UPDATE. Comments are, as ever, a joy. Hearing La Palin cry, "the permanent political class has been doing the bidding of their campaign donor class," redoubtagain adds, "whereupon she pledged to donate all of SarahPAC to Trump. (Oh, that's not in the transcript? Never mind.)"

Even better are the conservatives whining, like Neil Young on "Tired Eyes," it wasn't supposed to go down that way! At The Federalist, Robert Tracinski:
We have been tempted into embracing as our leaders and spokesmen a series of media personalities whose main selling point is that they are outrageous and controversial and like to stick a finger in they eye of the Mainstream Media and infuriate “the Establishment” and the “PC Left.” 
All of which is well and good, if it is in pursuit of a coherent pro-freedom ideology, by which I mean a coherent view of the world and of the role of government as embodied in a broad and consistent political agenda. That’s what Rush Limbaugh used to do.
Remember when it was all about the mega-dittos, man?
But when we embrace these media personalities, the danger is that we will end up just having the outrageous and flamboyant personality, without the coherent ideology...
...namely, tax breaks for the wealthy and persecution of minorities! And Trump and Palin had to spoil it! You and I may not deserve what's happening, brothers and sisters, but at least the pig-fuckers are getting a bit of agita as well.

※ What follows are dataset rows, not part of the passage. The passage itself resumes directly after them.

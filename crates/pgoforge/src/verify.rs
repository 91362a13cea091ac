//! Override verification: do the values we inject survive the descriptor's
//! own assignment logic?

use std::collections::BTreeMap;

use serde::Serialize;

#[derive(Debug, Clone, Default, PartialEq, Eq, Serialize)]
pub struct OverrideEntry {
    /// What the orchestrator injects; `None` when it leaves the variable alone.
    pub intended: Option<String>,
    /// The descriptor's `:=` default, from static inspection.
    pub declared_default: Option<String>,
}

#[derive(Debug, Clone, Default, PartialEq, Eq, Serialize)]
pub struct OverrideDescriptor {
    pub entries: BTreeMap<String, OverrideEntry>,
}

impl OverrideDescriptor {
    pub fn new(
        intended: &BTreeMap<String, String>,
        declared_defaults: &BTreeMap<String, String>,
    ) -> Self {
        let mut entries: BTreeMap<String, OverrideEntry> = BTreeMap::new();
        for (k, v) in intended {
            entries.entry(k.clone()).or_default().intended = Some(v.clone());
        }
        for (k, v) in declared_defaults {
            entries.entry(k.clone()).or_default().declared_default = Some(v.clone());
        }
        Self { entries }
    }

    pub fn intended(&self) -> BTreeMap<String, String> {
        self.entries
            .iter()
            .filter_map(|(k, e)| e.intended.clone().map(|v| (k.clone(), v)))
            .collect()
    }
}

#[derive(Debug, Clone, PartialEq, Eq, Serialize)]
#[serde(tag = "status", rename_all = "snake_case")]
pub enum OutcomeStatus {
    OverrideActive,
    DefaultUsed,
    Mismatch {
        intended: String,
        resolved: Option<String>,
    },
    /// Not injected and the descriptor leaves it empty.
    Unresolved,
}

#[derive(Debug, Clone, PartialEq, Eq, Serialize)]
pub struct VerificationOutcome {
    pub variable: String,
    #[serde(flatten)]
    pub status: OutcomeStatus,
}

impl VerificationOutcome {
    pub fn is_mismatch(&self) -> bool {
        matches!(self.status, OutcomeStatus::Mismatch { .. })
    }

    pub fn describe(&self) -> String {
        match &self.status {
            OutcomeStatus::OverrideActive => format!("{}: override active", self.variable),
            OutcomeStatus::DefaultUsed => format!("{}: descriptor default in effect", self.variable),
            OutcomeStatus::Mismatch { intended, resolved } => format!(
                "{}: MISMATCH injected '{intended}' but descriptor resolves {}",
                self.variable,
                resolved
                    .as_deref()
                    .map(|r| format!("'{r}'"))
                    .unwrap_or_else(|| "nothing".into())
            ),
            OutcomeStatus::Unresolved => format!(
                "{}: not injected and descriptor leaves it empty",
                self.variable
            ),
        }
    }
}

/// Compares intended assignments against what the descriptor resolved, in variable-name order.
pub fn verify(
    desc: &OverrideDescriptor,
    resolved: &BTreeMap<String, String>,
) -> Vec<VerificationOutcome> {
    desc.entries
        .iter()
        .map(|(name, entry)| {
            let got = resolved.get(name);
            let status = match &entry.intended {
                Some(want) if got == Some(want) => {
                    if entry.declared_default.as_ref() == Some(want) {
                        OutcomeStatus::DefaultUsed
                    } else {
                        OutcomeStatus::OverrideActive
                    }
                }
                Some(want) => OutcomeStatus::Mismatch {
                    intended: want.clone(),
                    resolved: got.cloned(),
                },
                None if got.is_some_and(|v| !v.is_empty()) => OutcomeStatus::DefaultUsed,
                None => OutcomeStatus::Unresolved,
            };
            VerificationOutcome {
                variable: name.clone(),
                status,
            }
        })
        .collect()
}

#[derive(Debug, Clone, Default, PartialEq, Eq, Serialize)]
pub struct VerificationReport {
    pub evaluator: String,
    pub outcomes: Vec<VerificationOutcome>,
    /// Problems seen while evaluating the descriptor; never fatal on their own.
    #[serde(skip_serializing_if = "Vec::is_empty")]
    pub descriptor_warnings: Vec<String>,
}

impl VerificationReport {
    pub fn mismatches(&self) -> impl Iterator<Item = &VerificationOutcome> {
        self.outcomes.iter().filter(|o| o.is_mismatch())
    }

    pub fn warnings(&self) -> impl Iterator<Item = &VerificationOutcome> {
        self.outcomes
            .iter()
            .filter(|o| o.status == OutcomeStatus::Unresolved)
    }

    pub fn has_mismatch(&self) -> bool {
        self.mismatches().next().is_some()
    }

    pub fn count(&self, pred: fn(&OutcomeStatus) -> bool) -> usize {
        self.outcomes.iter().filter(|o| pred(&o.status)).count()
    }
}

UPDATE 2. OK, here's the line of the day, and possibly the decade, from former CNN correspondent Erick Erickson:
Sarah Palin gives Trump legitimacy.
They'll be putting us in camps soon enough, but for the time being this is really fucking funny.

UPDATE 3. National Review's David French is upset that his fellow conservatives are piling on his wife's former meal ticket:
I’m not saying she’s beyond criticism or that one should support Trump because of her endorsement.. but perhaps we should consider that the combination of her personal relationship with Trump, her personal experience suffering from years of the most vicious and personal attacks directed at any current or former politician in the United States, and her deep convictions regarding policy priorities for the next president have led her to this decision. In other words, she’s not simply hunting for headlines — she’s doing what she thinks is best for the country she loves.
You can almost see the looks of incredulity on readers' faces, ratcheting from bemusement on "personal relationship with Trump" to squinting disbelief on "suffering" to gaping incredulity on "deep convictions" until finally, at "best for the country she loves," they explode in laughter. Well, everybody gotta eat.